Ist jetzt bestimmt schon 15 Jhare her. Da war ich im Angelurlaub an der Wiesent in der fränkischen Schweiz. Angelte mit einer Hardy # 4-5 Fliegenrute, einem 0,12er Vorfach und einer kleinen Trockenfliege auch Forellen. Als meine Trockenfliege von der Strömung unter Wasser gezogen wurde und sozusagen unfreiwillig sich in einen Streamer verwandelte, das biss eine Forelle die leider etwas groß war.
Nach langen 45 min. Drill bzw. dem Fisch hinterherlaufen konnte eine Angelkollege die stramme Regenbogen keschern. Sie hatte 8,5 Pfund und 65 cm und hängt seit dem präpariert über der Küchentür .

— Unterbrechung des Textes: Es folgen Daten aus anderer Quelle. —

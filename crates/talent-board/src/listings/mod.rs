//! Job search, application tracking and invitation listings.
//!
//! Records live in an in-memory [`Catalog`]. Criteria types implement [`ListingFilter`]
//! to select and order a subsequence, and [`ListingView`] owns the criteria plus the
//! current page for a screen.

pub mod catalog;
pub mod criteria;
pub mod domain;
pub mod engine;
pub mod intake;
pub mod pagination;
pub mod recency;
pub mod router;
pub mod service;
pub mod view;

#[cfg(test)]
mod tests;

pub use catalog::{ApplicationCsvImporter, Catalog, CatalogError};
pub use criteria::{ApplicationCriteria, InvitationCriteria, JobCriteria, TimeWindow};
pub use domain::{
    Application, ApplicationId, ApplicationStatus, Invitation, InvitationId, InvitationProject,
    InvitationStatus, Job, JobId, JobType, MentorSummary, ProjectKind, UnknownVariant,
};
pub use engine::{
    application_status_counts, invitation_status_counts, rank_by_skill_overlap, FilterContext,
    ListingFilter, StatusCounts,
};
pub use intake::{
    submit_application, validate_application, Advisory, ApplicationForm, IntakeError,
    SubmissionReceipt, UploadDescriptor, UploadPolicy,
};
pub use pagination::{paginate, Page, DEFAULT_PAGE_SIZE};
pub use router::listing_router;
pub use service::{
    parse_as_of, ApplicationCard, InvitationListing, InvitationResponse, JobCard, ListingService,
    ListingServiceError,
};
pub use view::ListingView;
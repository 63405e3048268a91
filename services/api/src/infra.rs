use chrono::{DateTime, Utc};
use metrics_exporter_prometheus::PrometheusHandle;
use std::sync::atomic::AtomicBool;
use std::sync::Arc;
use talent_board::config::{parse_skill_list, AppConfig};
use talent_board::error::AppError;
use talent_board::listings::{
    parse_as_of, ApplicationStatus, InvitationStatus, JobType, ListingService, TimeWindow,
};
use talent_board::telemetry;

#[derive(Clone)]
pub(crate) struct AppState {
    pub(crate) readiness: Arc<AtomicBool>,
    pub(crate) metrics: Arc<PrometheusHandle>,
}

/// Configured listing service for one-shot CLI commands.
pub(crate) fn load_service(viewer_skills: Option<&str>) -> Result<ListingService, AppError> {
    let mut config = AppConfig::load()?;
    telemetry::init(&config.telemetry)?;

    if let Some(raw) = viewer_skills {
        config.listings.viewer_skills = parse_skill_list(raw);
    }

    Ok(ListingService::from_config(&config.listings)?)
}

pub(crate) fn resolve_now(as_of: Option<DateTime<Utc>>) -> DateTime<Utc> {
    as_of.unwrap_or_else(Utc::now)
}

pub(crate) fn parse_timestamp(raw: &str) -> Result<DateTime<Utc>, String> {
    parse_as_of(raw)
}

pub(crate) fn parse_job_type(raw: &str) -> Result<JobType, String> {
    raw.parse::<JobType>().map_err(|err| err.to_string())
}

pub(crate) fn parse_time_window(raw: &str) -> Result<TimeWindow, String> {
    raw.parse::<TimeWindow>().map_err(|err| err.to_string())
}

pub(crate) fn parse_application_status(raw: &str) -> Result<ApplicationStatus, String> {
    raw.parse::<ApplicationStatus>()
        .map_err(|err| err.to_string())
}

pub(crate) fn parse_invitation_status(raw: &str) -> Result<InvitationStatus, String> {
    raw.parse::<InvitationStatus>()
        .map_err(|err| err.to_string())
}

#[cfg(test)]
mod tests {
    use super::*;

    #[test]
    fn value_parsers_report_unknown_labels() {
        assert_eq!(parse_job_type("2-3 years"), Ok(JobType::TwoToThreeYears));
        assert_eq!(parse_time_window("LAST7DAYS"), Ok(TimeWindow::Last7Days));
        assert_eq!(
            parse_application_status("offer"),
            Ok(ApplicationStatus::Offer)
        );
        assert!(parse_invitation_status("maybe")
            .expect_err("unknown status")
            .contains("maybe"));
        assert!(parse_timestamp("yesterday").is_err());
    }
}
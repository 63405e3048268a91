use crate::cli::ServeArgs;
use crate::infra::AppState;
use crate::routes::with_listing_routes;
use axum::Extension;
use axum_prometheus::PrometheusMetricLayer;
use std::sync::atomic::Ordering;
use std::sync::Arc;
use talent_board::config::AppConfig;
use talent_board::error::AppError;
use talent_board::listings::ListingService;
use talent_board::telemetry;
use tracing::info;

pub(crate) async fn run(mut args: ServeArgs) -> Result<(), AppError> {
    let mut config = AppConfig::load()?;

    if let Some(host) = args.host.take() {
        config.server.host = host;
    }
    if let Some(port) = args.port.take() {
        config.server.port = port;
    }

    telemetry::init(&config.telemetry)?;

    let (prometheus_layer, prometheus_handle) = PrometheusMetricLayer::pair();
    let readiness_flag = Arc::new(std::sync::atomic::AtomicBool::new(false));
    let app_state = AppState {
        readiness: readiness_flag.clone(),
        metrics: Arc::new(prometheus_handle),
    };

    let listing_service = Arc::new(ListingService::from_config(&config.listings)?);

    let app = with_listing_routes(listing_service)
        .layer(Extension(app_state))
        .layer(prometheus_layer);

    let addr = config.server.socket_addr()?;
    let listener = tokio::net::TcpListener::bind(addr).await?;
    readiness_flag.store(true, Ordering::Release);

    info!(
        ?config.environment,
        %addr,
        page_size = config.listings.page_size,
        "talent board listing service ready"
    );

    axum::serve(listener, app).await?;
    Ok(())
}
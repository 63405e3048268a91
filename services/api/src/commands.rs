use crate::infra::{
    load_service, parse_application_status, parse_invitation_status, parse_job_type,
    parse_time_window, parse_timestamp, resolve_now,
};
use chrono::{DateTime, Utc};
use clap::{Args, ValueEnum};
use serde::Serialize;
use std::path::PathBuf;
use talent_board::error::AppError;
use talent_board::listings::{
    ApplicationCard, ApplicationCriteria, ApplicationForm, ApplicationStatus, InvitationCriteria,
    InvitationId, InvitationResponse, InvitationStatus, JobCard, JobCriteria, JobId, JobType,
    ListingServiceError, Page, TimeWindow, UploadDescriptor, UploadPolicy,
};
use tracing::debug;

#[derive(Args, Debug)]
pub(crate) struct JobSearchArgs {
    /// Free-text query matched against title, company, description and skills
    #[arg(long)]
    pub(crate) query: Option<String>,
    /// Only show postings listing this skill (repeatable)
    #[arg(long = "skill")]
    pub(crate) skills: Vec<String>,
    /// Only show postings of this experience band, e.g. "Fresher" or "2-3 years" (repeatable)
    #[arg(long = "type", value_parser = parse_job_type)]
    pub(crate) job_types: Vec<JobType>,
    /// Posting age window: all, last24h, last7days or last30days
    #[arg(long, value_parser = parse_time_window, default_value = "all")]
    pub(crate) window: TimeWindow,
    /// 1-based page to show
    #[arg(long, default_value_t = 1)]
    pub(crate) page: usize,
    /// Evaluate as of this date (YYYY-MM-DD) or RFC 3339 timestamp instead of now
    #[arg(long, value_parser = parse_timestamp)]
    pub(crate) as_of: Option<DateTime<Utc>>,
    /// Comma separated profile skills used for ranking (overrides APP_VIEWER_SKILLS)
    #[arg(long)]
    pub(crate) viewer_skills: Option<String>,
    /// Print the page as JSON
    #[arg(long)]
    pub(crate) json: bool,
}

#[derive(Args, Debug)]
pub(crate) struct ApplicationListArgs {
    /// Match against job title or company
    #[arg(long)]
    pub(crate) query: Option<String>,
    /// Only show applications with this status
    #[arg(long, value_parser = parse_application_status)]
    pub(crate) status: Option<ApplicationStatus>,
    #[arg(long, default_value_t = 1)]
    pub(crate) page: usize,
    #[arg(long, value_parser = parse_timestamp)]
    pub(crate) as_of: Option<DateTime<Utc>>,
    #[arg(long)]
    pub(crate) json: bool,
}

#[derive(Args, Debug)]
pub(crate) struct InvitationListArgs {
    /// Match against mentor name, mentor company or project title
    #[arg(long)]
    pub(crate) query: Option<String>,
    #[arg(long, value_parser = parse_invitation_status)]
    pub(crate) status: Option<InvitationStatus>,
}

#[derive(Debug, Clone, Copy, ValueEnum)]
pub(crate) enum InvitationReply {
    Accept,
    Decline,
}

impl InvitationReply {
    fn status(self) -> InvitationStatus {
        match self {
            InvitationReply::Accept => InvitationStatus::Accepted,
            InvitationReply::Decline => InvitationStatus::Declined,
        }
    }
}

#[derive(Args, Debug)]
pub(crate) struct InvitationRespondArgs {
    /// Invitation to answer, e.g. inv-1
    pub(crate) id: String,
    /// Only pending invitations can be answered
    #[arg(long, value_enum)]
    pub(crate) reply: InvitationReply,
}

#[derive(Debug, Clone, Copy, Default, ValueEnum)]
pub(crate) enum UploadKind {
    /// Resume attached to a job application (PDF or Word, 5MB)
    #[default]
    Application,
    /// Resume stored on the profile (PDF, 5MB)
    Profile,
    /// Profile picture (any image)
    Picture,
}

impl UploadKind {
    fn policy(self) -> UploadPolicy {
        match self {
            UploadKind::Application => UploadPolicy::application_resume(),
            UploadKind::Profile => UploadPolicy::profile_resume(),
            UploadKind::Picture => UploadPolicy::profile_picture(),
        }
    }
}

#[derive(Args, Debug)]
pub(crate) struct ResumeCheckArgs {
    /// File to check
    pub(crate) path: PathBuf,
    /// Which upload field the file is meant for
    #[arg(long, value_enum, default_value_t = UploadKind::Application)]
    pub(crate) kind: UploadKind,
}

#[derive(Args, Debug, Default)]
pub(crate) struct DemoArgs {
    /// Evaluate as of this date (YYYY-MM-DD) instead of now
    #[arg(long, value_parser = parse_timestamp)]
    pub(crate) as_of: Option<DateTime<Utc>>,
    /// Job to apply to in the simulated submission (defaults to the top ranked posting)
    #[arg(long)]
    pub(crate) job_id: Option<String>,
}

fn print_json<T: Serialize>(value: &T) -> Result<(), AppError> {
    let rendered = serde_json::to_string_pretty(value).map_err(std::io::Error::from)?;
    println!("{rendered}");
    Ok(())
}

pub(crate) fn run_job_search(args: JobSearchArgs) -> Result<(), AppError> {
    let JobSearchArgs {
        query,
        skills,
        job_types,
        window,
        page,
        as_of,
        viewer_skills,
        json,
    } = args;

    let service = load_service(viewer_skills.as_deref())?;
    let criteria = JobCriteria::default()
        .with_query(query.unwrap_or_default())
        .with_skills(skills)
        .with_job_types(job_types)
        .with_time_window(window);
    let now = resolve_now(as_of);

    debug!(?criteria, page, "running job search");
    let result = service.search_jobs(&criteria, page, now);

    if json {
        return print_json(&result);
    }

    render_job_page(&result, window);
    Ok(())
}

fn render_job_page(page: &Page<JobCard>, window: TimeWindow) {
    println!(
        "{} job(s) found ({}) | page {} of {}",
        page.total_items,
        window.label(),
        page.page,
        page.total_pages.max(1)
    );
    for card in &page.items {
        let job = &card.job;
        let remote = if job.is_remote { " | remote" } else { "" };
        let deadline = if card.deadline_near {
            " | deadline soon"
        } else {
            ""
        };
        println!(
            "- [{}] {} @ {} ({}, {}){}{}",
            job.id,
            job.title,
            job.company,
            job.location,
            job.job_type.label(),
            remote,
            deadline
        );
        println!(
            "    posted {} | {} matching skill(s) | {}",
            card.posted_label,
            card.matching_skills,
            job.skills.join(", ")
        );
    }
    if page.has_next() {
        println!("(use --page {} for more)", page.page + 1);
    }
}

pub(crate) fn run_application_list(args: ApplicationListArgs) -> Result<(), AppError> {
    let ApplicationListArgs {
        query,
        status,
        page,
        as_of,
        json,
    } = args;

    let service = load_service(None)?;
    let criteria = ApplicationCriteria::default()
        .with_query(query.unwrap_or_default())
        .with_status(status);
    let result = service.applications(&criteria, page, resolve_now(as_of));

    if json {
        return print_json(&result);
    }

    let summary = service.application_summary();
    let badges: Vec<String> = ApplicationStatus::ordered()
        .into_iter()
        .map(|status| format!("{} {}", status.label(), summary.count(status)))
        .collect();
    println!("All {} | {}", summary.total, badges.join(" | "));
    render_application_page(&result);
    Ok(())
}

fn render_application_page(page: &Page<ApplicationCard>) {
    println!(
        "Showing {} of {} application(s) | page {} of {}",
        page.items.len(),
        page.total_items,
        page.page,
        page.total_pages.max(1)
    );
    for card in &page.items {
        let application = &card.application;
        let recent = if card.recent { " | new" } else { "" };
        println!(
            "- [{}] {} @ {} | {} | applied {}{}",
            application.id,
            application.job_title,
            application.company,
            application.status.label(),
            application.applied_date,
            recent
        );
    }
}

pub(crate) fn run_invitation_list(args: InvitationListArgs) -> Result<(), AppError> {
    let service = load_service(None)?;
    let criteria = InvitationCriteria::default()
        .with_query(args.query.unwrap_or_default())
        .with_status(args.status);
    let listing = service.invitations(&criteria);

    let badges: Vec<String> = InvitationStatus::ordered()
        .into_iter()
        .map(|status| format!("{} {}", status.label(), listing.counts.count(status)))
        .collect();
    println!("All {} | {}", listing.counts.total, badges.join(" | "));

    for invitation in &listing.invitations {
        println!(
            "- {} ({} @ {}) invited you to \"{}\" [{}] on {}",
            invitation.mentor.name,
            invitation.mentor.role,
            invitation.mentor.company,
            invitation.project.title,
            invitation.status.label(),
            invitation.invited_at.format("%b %-d, %Y")
        );
        if let Some(message) = &invitation.message {
            println!("    \"{message}\"");
        }
    }
    Ok(())
}

pub(crate) fn run_invitation_respond(args: InvitationRespondArgs) -> Result<(), AppError> {
    let service = load_service(None)?;
    let response =
        service.respond_to_invitation(&InvitationId(args.id), args.reply.status())?;
    render_invitation_response(&response);
    Ok(())
}

fn render_invitation_response(response: &InvitationResponse) {
    println!(
        "{}: {}",
        response.advisory.title, response.advisory.description
    );
    println!(
        "    \"{}\" is now {}",
        response.invitation.project.title,
        response.invitation.status.label()
    );
}

pub(crate) fn run_resume_check(args: ResumeCheckArgs) -> Result<(), AppError> {
    let metadata = std::fs::metadata(&args.path)?;
    let content_type = mime_guess::from_path(&args.path).first_or_octet_stream();
    let upload = UploadDescriptor {
        file_name: args
            .path
            .file_name()
            .map(|name| name.to_string_lossy().into_owned())
            .unwrap_or_default(),
        content_type: content_type.essence_str().to_string(),
        size_bytes: metadata.len(),
    };

    match args.kind.policy().validate(&upload) {
        Ok(()) => {
            println!(
                "{} ({}, {:.1} MB) is accepted",
                upload.file_name,
                upload.content_type,
                upload.size_bytes as f64 / (1024.0 * 1024.0)
            );
            Ok(())
        }
        Err(err) => {
            let advisory = err.advisory();
            eprintln!("{}: {}", advisory.title, advisory.description);
            Err(ListingServiceError::from(err).into())
        }
    }
}

pub(crate) fn run_demo(args: DemoArgs) -> Result<(), AppError> {
    let service = load_service(None)?;
    let now = resolve_now(args.as_of);

    println!("Talent board demo");
    println!("Profile skills: {}", service.viewer_skills().join(", "));

    let top = service.search_jobs(&JobCriteria::default(), 1, now);
    println!("\nTop ranked postings");
    render_job_page(&top, TimeWindow::All);

    let summary = service.application_summary();
    println!("\nApplications: {} total", summary.total);
    for status in ApplicationStatus::ordered() {
        println!("  - {}: {}", status.label(), summary.count(status));
    }

    let invitations = service.invitations(&InvitationCriteria::default());
    println!(
        "\nInvitations: {} pending of {}",
        invitations.counts.count(InvitationStatus::Pending),
        invitations.counts.total
    );
    let pending = invitations
        .invitations
        .iter()
        .find(|invitation| invitation.status == InvitationStatus::Pending);
    if let Some(invitation) = pending {
        let response =
            service.respond_to_invitation(&invitation.id, InvitationStatus::Accepted)?;
        render_invitation_response(&response);
    }

    let job_id = match args.job_id {
        Some(id) => JobId(id),
        None => match top.items.first() {
            Some(card) => card.job.id.clone(),
            None => {
                println!("\nNo postings available for a simulated application.");
                return Ok(());
            }
        },
    };
    let job = service.job(&job_id)?;

    let mut form = ApplicationForm {
        full_name: "Demo Student".to_string(),
        email: "demo.student@example.edu".to_string(),
        phone: "+1 555 0100".to_string(),
        resume: Some(UploadDescriptor {
            file_name: "resume.pdf".to_string(),
            content_type: mime_guess::mime::APPLICATION_PDF.to_string(),
            size_bytes: 180 * 1024,
        }),
        ..ApplicationForm::default()
    };
    for question in &job.custom_questions {
        form.custom_answers
            .insert(question.clone(), "Happy to discuss in an interview.".to_string());
    }

    let receipt = service.apply(&job_id, &form)?;
    println!("\nSimulated application: {}", receipt.message);
    Ok(())
}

Ein anderes mal ging ich in Schweden zum Barschblinkern. Leichte Rute mit 5-30gr. Wurfgewicht und 2,70m Länge. Kleiner Meps und 0,25 Mono. Nach einigen Würfen rumste es in der Rute gewaltig und der Fisch (eindeutig keine Barsch) zog mir bei der ersten Flucht bestimmt an die 50 Meter Schnur von der Rolle. Nach langem hin und her konnte der Hecht gelandet werden. Hatte ca. 90 cm und durfte danach wieder Schwimmen. Wollte ja Barsche |supergri und keine Hechte :m

Irgendwie habe ich bisher die meisten großen Fische mit viel zu leichtem Gerät gefangen oder auch viele schon verloren.

Grüße


----------



## spinnanggler95 (13. Juni 2009)

*AW: Pure Fishing belohnt Anglerboardmitglieder auch im Juni*

Hallo, ich war mal mit meiner spinne los.
der köder war ein kleiner twister auf barsch. Eig. wollte ich ein paar kleine Barsche fangen.
Ich stand neben dem Vater meines Freundes, der mit der Pose einen Barsch nach den anderen fing.
dann fing er auch noch einen schönen karpfen von guten 4 kilo.
ich dachte mir nur, warum habe ich mir nicht meine posenrute eingepackt, schade!
Nach 2 Stunden ohne Biss rief auf einmal mein Freund, der ein paar meter weiter am wasser stand, er rief FISCH!!!
Ich rannte sofort hin und durfte den ca. 40 cm großen Barsch keschern.
dann fragte mich der vater meines freundes, ob ich seine posenrute haben wollte, um auch mal einen fisch zu fangen, ich willigte natürlich ein.
Und dann durfte ich auch meinen ersten fisch fangen, es war ein kleiner barsch
Nach weiteren 2 stunden ohne weiteren biss nahm ich wieder meine spinnrute.
direkt nach dem ersten zupfen meines twisters war die rute krumm. Ich dachte erst an einen riesen hecht an meiner 2-7gr rute.
ich drillte ca. 20 min. als ich das erste mal den fisch erkennen konnte, es war ein schuppi.
nach weiteren 10 min. konnten wir den fisch keschern ein ca. 10 kilo schwerer karpfen nahm sich den twister voll.
ein tolles gefühl war das...
mfg felix


----------



## FreeLee (15. Juni 2009)

*AW: Pure Fishing belohnt Anglerboardmitglieder auch im Juni*

Mittlerweilie ist es 5 Jahre her,

an einem meiner Vereinsseen war ich damals mit dem Ruderboot unterwegs, ein paar schöne Barsche ärgern. Bis dahin gab es nie besondere Vorkommnisse. Die Barsche hielten sich zwischen überhängenden oder versunkenen Bäumen versteckt, aber mit Twistern, Gummifischen oder der altehrwürdigen Banjo-Elritze war es immer möglich, schöne dicke Barsche dort zu fangen.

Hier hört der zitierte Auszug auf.